WORK TO BE COMPLETED >>
Which lines in the records below mention the word "Result"? Copy each one out.

LISTED ENTRIES START

use byteorder::{LittleEndian, ReadBytesExt, WriteBytesExt};
use std::fmt::Display;
use std::fs::File;
use std::io::{BufReader, BufWriter, ErrorKind, Write};
use std::path::{Path, PathBuf};
use std::str::FromStr;
use std::time::SystemTime;

use super::constants::{EVENT_WORD_SIZE, FILE_EXTENSION, FILE_HEADER_SIZE, FILE_PREFIX};
use super::error::{FileFormatError, TdcFileError};
use super::file_header::FileHeader;
use super::tdc_event::TdcEvent;

/// The name of a file written for one board during one burst:
/// `events_<run>_<spill>_<unix start time>_board<board>.dat`
#[derive(Debug, Clone, Copy, PartialEq, Eq)]
pub struct BurstFileName {
    pub run_id: u32,
    pub spill_id: u32,
    pub start_time: i64,
    pub board: usize,
}

impl Display for BurstFileName {
    fn fmt(&self, f: &mut std::fmt::Formatter<'_>) -> std::fmt::Result {
        write!(
            f,
            "{FILE_PREFIX}_{}_{}_{}_board{}.{FILE_EXTENSION}",
            self.run_id, self.spill_id, self.start_time, self.board
        )
    }
}

impl FromStr for BurstFileName {
    type Err = ();
    fn from_str(s: &str) -> Result<Self, Self::Err> {
        let stem = s
            .strip_suffix(FILE_EXTENSION)
            .and_then(|s| s.strip_suffix('.'))
            .and_then(|s| s.strip_prefix(FILE_PREFIX))
            .and_then(|s| s.strip_prefix('_'))
            .ok_or(())?;
        let entries: Vec<&str> = stem.split('_').collect();
        if entries.len() != 4 {
            return Err(());
        }
        let board = entries[3].strip_prefix("board").ok_or(())?;
        Ok(Self {
            run_id: entries[0].parse().map_err(|_| ())?,
            spill_id: entries[1].parse().map_err(|_| ())?,
            start_time: entries[2].parse().map_err(|_| ())?,
            board: board.parse().map_err(|_| ())?,
        })
    }
}

/// Append-only writer for one burst file.
///
/// The header is written on creation, so it always precedes the event words. Words are
/// buffered; `close` flushes them and hands back the path so the file can be transferred.
#[derive(Debug)]
pub struct TdcFileWriter {
    path: PathBuf,
    writer: BufWriter<File>,
    words_written: u64,
}

impl TdcFileWriter {
    pub fn create(path: &Path, header: &FileHeader) -> Result<Self, std::io::Error> {
        let mut writer = BufWriter::new(File::create(path)?);
        header.write_to(&mut writer)?;
        Ok(Self {
            path: path.to_path_buf(),
            writer,
            words_written: 0,
        })
    }

    pub fn write_word(&mut self, word: u32) -> Result<(), std::io::Error> {
        self.writer.write_u32::<LittleEndian>(word)?;
        self.words_written += 1;
        Ok(())
    }

    pub fn write_event(&mut self, event: &TdcEvent) -> Result<(), std::io::Error> {
        self.write_word(event.encode())
    }

    pub fn words_written(&self) -> u64 {
        self.words_written
    }

    pub fn path(&self) -> &Path {
        &self.path
    }

    /// Flush everything to disk and release the file
    pub fn close(mut self) -> Result<PathBuf, std::io::Error> {
        self.writer.flush()?;
        self.writer.get_ref().sync_all()?;
        Ok(self.path)
    }
}

/// Sequential reader of a file written by the acquisition.
///
/// Opening validates the header; the number of events is derived from the file size.
#[derive(Debug)]
pub struct TdcFile {
    file_path: PathBuf,
    reader: BufReader<File>,
    header: FileHeader,
    number_of_events: u64,
    events_read: u64,
    write_time: Option<SystemTime>,
    is_eof: bool,
}

impl TdcFile {
    pub fn open(path: &Path) -> Result<Self, TdcFileError> {
        if !path.exists() {
            return Err(TdcFileError::BadFilePath(path.to_path_buf()));
        }

        let file = File::open(path)?;
        let metadata = file.metadata()?;
        let size_bytes = metadata.len();
        if size_bytes < FILE_HEADER_SIZE {
            return Err(FileFormatError::TruncatedHeader(size_bytes).into());
        }

        let mut reader = BufReader::new(file);
        let header = FileHeader::read_from(&mut reader)?;
        header.validate()?;

        let number_of_events = (size_bytes - FILE_HEADER_SIZE) / EVENT_WORD_SIZE;
        Ok(Self {
            file_path: path.to_path_buf(),
            reader,
            header,
            number_of_events,
            events_read: 0,
            write_time: metadata.modified().ok(),
            is_eof: number_of_events == 0,
        })
    }

    /// Read the next event word.
    ///
    /// Returns `TdcFileError::EndOfFile` once every event has been read.
    pub fn get_next_event(&mut self) -> Result<TdcEvent, TdcFileError> {
        if self.is_eof {
            return Err(TdcFileError::EndOfFile);
        }
        match self.reader.read_u32::<LittleEndian>() {
            Ok(word) => {
                self.events_read += 1;
                if self.events_read >= self.number_of_events {
                    self.is_eof = true;
                }
                Ok(TdcEvent::decode(word))
            }
            Err(e) if e.kind() == ErrorKind::UnexpectedEof => {
                self.is_eof = true;
                Err(TdcFileError::EndOfFile)
            }
            Err(e) => Err(TdcFileError::IOError(e)),
        }
    }

    pub fn header(&self) -> &FileHeader {
        &self.header
    }

    pub fn get_number_of_events(&self) -> u64 {
        self.number_of_events
    }

    pub fn get_events_read(&self) -> u64 {
        self.events_read
    }

    pub fn get_filename(&self) -> &Path {
        &self.file_path
    }

    pub fn get_write_time(&self) -> Option<SystemTime> {
        self.write_time
    }

    pub fn is_eof(&self) -> bool {
        self.is_eof
    }
}

#[cfg(test)]
pub(crate) mod tests {
    use super::*;
    use crate::file_header::{AcquisitionMode, DetectionMode};

    /// A scratch directory unique to one test
    pub(crate) fn scratch_dir(name: &str) -> PathBuf {
        let dir = std::env::temp_dir().join(format!("pps_daq_{}_{}", name, std::process::id()));
        let _ = std::fs::remove_dir_all(&dir);
        std::fs::create_dir_all(&dir).unwrap();
        dir
    }

    fn write_file(path: &Path, header: &FileHeader, words: &[u32]) {
        let mut writer = TdcFileWriter::create(path, header).unwrap();
        for word in words {
            writer.write_word(*word).unwrap();
        }
        assert_eq!(writer.words_written(), words.len() as u64);
        writer.close().unwrap();
    }

    #[test]
    fn test_write_then_read() {
        let dir = scratch_dir("write_then_read");
        let path = dir.join("run.dat");
        let header = FileHeader::new(
            7,
            3,
            AcquisitionMode::TriggerMatching,
            DetectionMode::LeadingAndTrailing,
        );
        let words: Vec<u32> = (0..25).map(|i| (i << 19) | i).collect();
        write_file(&path, &header, &words);

        let mut file = TdcFile::open(&path).unwrap();
        assert_eq!(file.header().run_id, 7);
        assert_eq!(file.header().spill_id, 3);
        assert_eq!(file.get_number_of_events(), 25);
        assert_eq!(file.get_filename(), path.as_path());
        assert!(file.get_write_time().is_some());
        let mut read_back = Vec::new();
        loop {
            match file.get_next_event() {
                Ok(event) => read_back.push(event.encode()),
                Err(TdcFileError::EndOfFile) => break,
                Err(e) => panic!("{e}"),
            }
        }
        assert_eq!(read_back, words);
        assert_eq!(file.get_events_read(), 25);
        assert!(file.is_eof());
        std::fs::remove_dir_all(dir).unwrap();
    }

    #[test]
    fn test_corrupted_magic_is_a_format_error() {
        let dir = scratch_dir("corrupted_magic");
        let path = dir.join("bad.dat");
        let mut header = FileHeader::new(
            1,
            0,
            AcquisitionMode::ContinuousStorage,
            DetectionMode::Pair,
        );
        header.magic = 0x30535051;
        write_file(&path, &header, &[1, 2, 3]);
        match TdcFile::open(&path) {
            Err(TdcFileError::BadFormat(FileFormatError::BadMagic(magic))) => {
                assert_eq!(magic, 0x30535051)
            }
            other => panic!("Expected a format error, got {other:?}"),
        }
        std::fs::remove_dir_all(dir).unwrap();
    }

    #[test]
    fn test_truncated_header() {
        let dir = scratch_dir("truncated_header");
        let path = dir.join("short.dat");
        std::fs::write(&path, [0x50, 0x50, 0x53, 0x30, 0x01]).unwrap();
        match TdcFile::open(&path) {
            Err(TdcFileError::BadFormat(FileFormatError::TruncatedHeader(5))) => (),
            other => panic!("Expected a truncated header, got {other:?}"),
        }
        assert!(matches!(
            TdcFile::open(&dir.join("missing.dat")),
            Err(TdcFileError::BadFilePath(_))
        ));
        std::fs::remove_dir_all(dir).unwrap();
    }

    #[test]
    fn test_burst_file_name() {
        let name = BurstFileName {
            run_id: 12,
            spill_id: 4,
            start_time: 1_700_000_000,
            board: 1,
        };
        let as_string = name.to_string();
        assert_eq!(as_string, "events_12_4_1700000000_board1.dat");
        assert_eq!(as_string.parse::<BurstFileName>(), Ok(name));
        assert!("events_12_4_board1.dat".parse::<BurstFileName>().is_err());
        assert!("run_0001.h5".parse::<BurstFileName>().is_err());
    }
}
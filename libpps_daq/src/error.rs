use std::path::PathBuf;
use thiserror::Error;

use super::constants::*;
use super::message::MessageKey;

#[derive(Debug, Clone, Error)]
pub enum HardwareError {
    #[error("Failed to read register at offset {0:#06x}")]
    RegisterRead(u32),
    #[error("Failed to write {word:#010x} to register at offset {offset:#06x}")]
    RegisterWrite { offset: u32, word: u32 },
    #[error("Board at base address {0:#010x} is not responding")]
    NotResponding(u32),
}

#[derive(Debug, Clone, PartialEq, Eq, Error)]
pub enum ModeError {
    #[error("Invalid acquisition mode {0}; expected 0 (continuous storage) or 1 (trigger matching)")]
    InvalidAcquisitionMode(u32),
    #[error("Invalid detection mode {0}; expected a value between 0 and 3")]
    InvalidDetectionMode(u32),
}

#[derive(Debug, Clone, PartialEq, Eq, Error)]
pub enum FileFormatError {
    #[error("Wrong magic number {0:#010x} found in file header; expected {exp:#010x}", exp=FILE_MAGIC)]
    BadMagic(u32),
    #[error("File of {0} bytes is too small to hold a header of {size} bytes", size=FILE_HEADER_SIZE)]
    TruncatedHeader(u64),
}

#[derive(Debug, Error)]
pub enum TdcFileError {
    #[error("Could not open TdcFile because file {0:?} does not exist")]
    BadFilePath(PathBuf),
    #[error("TdcFile has an invalid format: {0}")]
    BadFormat(#[from] FileFormatError),
    #[error("Reached end of TdcFile")]
    EndOfFile,
    #[error("TdcFile failed due to IO error: {0}")]
    IOError(#[from] std::io::Error),
}

#[derive(Debug, Error)]
pub enum AssemblerError {
    #[error("MeasurementAssembler was configured with an unusable mode: {0}")]
    Mode(#[from] ModeError),
    #[error("MeasurementAssembler failed due to TdcFile error: {0}")]
    FileError(#[from] TdcFileError),
    #[error("MeasurementAssembler failed due to BurstStack error: {0}")]
    StackError(#[from] BurstStackError),
}

#[derive(Debug, Error)]
pub enum BurstStackError {
    #[error("BurstStack failed due to IO error: {0}")]
    IOError(#[from] std::io::Error),
    #[error("BurstStack did not find any files for run {0} board {1} in the output directory")]
    NoMatchingFiles(u32, usize),
    #[error("BurstStack failed due to TdcFile error: {0}")]
    FileError(#[from] TdcFileError),
}

#[derive(Debug, Error)]
pub enum MessageError {
    #[error("Message transfer failed due to IO error: {0}")]
    IOError(#[from] std::io::Error),
    #[error("Received a message with unknown key {0}")]
    UnknownKey(u32),
    #[error("Message frame of {0} bytes exceeds the limit of {max} bytes", max=MAX_MESSAGE_LENGTH)]
    FrameTooLarge(u32),
    #[error("Message frame of {0} bytes is too short for its declared payload")]
    FrameTooShort(u32),
    #[error("Message string payload is not valid UTF-8: {0}")]
    BadPayload(#[from] std::string::FromUtf8Error),
    #[error("Peer closed the connection")]
    ConnectionClosed,
}

#[derive(Debug, Error)]
pub enum ListenerError {
    #[error("Listener failed due to message error: {0}")]
    Message(#[from] MessageError),
    #[error("Listener failed due to IO error: {0}")]
    IOError(#[from] std::io::Error),
    #[error("Listener received an invalid answer from the coordinator: {0:?}")]
    UnexpectedAnswer(MessageKey),
    #[error("Listener is not connected")]
    NotConnected,
    #[error("Coordinator disconnected")]
    MasterDisconnected,
}

#[derive(Debug, Error)]
pub enum CoordinatorError {
    #[error("Coordinator failed due to IO error: {0}")]
    IOError(#[from] std::io::Error),
    #[error("Coordinator failed due to message error: {0}")]
    Message(#[from] MessageError),
}

#[derive(Debug, Error)]
pub enum ConfigError {
    #[error("Failed to load configuration as file {0:?} does not exist")]
    BadFilePath(PathBuf),
    #[error("Config failed due to IO error: {0}")]
    IOError(#[from] std::io::Error),
    #[error("Config failed to parse YAML: {0}")]
    ParsingError(#[from] serde_yaml::Error),
}

#[derive(Debug, Error)]
pub enum FileCopierError {
    #[error("FileCopier failed due to IO error: {0}")]
    IOError(#[from] std::io::Error),
    #[error("FileCopier could not find file {0:?} to transfer")]
    BadFilePath(PathBuf),
}

#[derive(Debug, Error)]
pub enum AcquisitionError {
    #[error("Acquisition cannot start: no FPGA unit provides control lines fanout to the TDCs")]
    NoTriggerFanout,
    #[error("Acquisition cannot start: no TDC board configured")]
    NoBoards,
    #[error("Acquisition failed due to invalid board mode: {0}")]
    Mode(#[from] ModeError),
    #[error("Acquisition failed to open output file {path:?}: {source}")]
    FileOpen {
        path: PathBuf,
        #[source]
        source: std::io::Error,
    },
    #[error("Acquisition failed because output directory {0:?} does not exist")]
    BadOutputPath(PathBuf),
    #[error("Acquisition failed due to a fatal hardware error: {0}")]
    Hardware(#[from] HardwareError),
    #[error("Acquisition failed due to IO error: {0}")]
    IOError(#[from] std::io::Error),
}
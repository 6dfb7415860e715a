use std::fs;
use std::path::Path;

use anyhow::{Context, Result};
use tracing_appender::non_blocking::WorkerGuard;
use tracing_subscriber::{EnvFilter, fmt, prelude::*};

const DEFAULT_DIRECTIVE: &str = "matchpick_terminal=info";

fn env_filter() -> EnvFilter {
    EnvFilter::try_from_default_env().unwrap_or_else(|_| EnvFilter::new(DEFAULT_DIRECTIVE))
}

/// Log to a file; the terminal belongs to the dashboard. Keep the guard alive until exit.
pub fn init_file_logging(path: &Path) -> Result<WorkerGuard> {
    let dir = path.parent().filter(|p| !p.as_os_str().is_empty()).unwrap_or(Path::new("."));
    fs::create_dir_all(dir).with_context(|| format!("create log dir {}", dir.display()))?;
    let file_name = path
        .file_name()
        .context("log path has no file name")?;
    let appender = tracing_appender::rolling::never(dir, file_name);
    let (writer, guard) = tracing_appender::non_blocking(appender);
    tracing_subscriber::registry()
        .with(
            fmt::Layer::new()
                .with_writer(writer)
                .with_ansi(false)
                .with_filter(env_filter()),
        )
        .try_init()
        .context("logging already initialised")?;
    Ok(guard)
}

pub fn init_stderr_logging() {
    let _ = tracing_subscriber::registry()
        .with(
            fmt::Layer::new()
                .with_writer(std::io::stderr)
                .with_filter(env_filter()),
        )
        .try_init();
}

LISTED ENTRIES END

EXERCISE SOLUTION >>
    fn fmt(&self, f: &mut std::fmt::Formatter<'_>) -> std::fmt::Result {
    fn from_str(s: &str) -> Result<Self, Self::Err> {
    pub fn create(path: &Path, header: &FileHeader) -> Result<Self, std::io::Error> {
    pub fn write_word(&mut self, word: u32) -> Result<(), std::io::Error> {
    pub fn write_event(&mut self, event: &TdcEvent) -> Result<(), std::io::Error> {
    pub fn close(mut self) -> Result<PathBuf, std::io::Error> {
    pub fn open(path: &Path) -> Result<Self, TdcFileError> {
    pub fn get_next_event(&mut self) -> Result<TdcEvent, TdcFileError> {
use anyhow::{Context, Result};
pub fn init_file_logging(path: &Path) -> Result<WorkerGuard> {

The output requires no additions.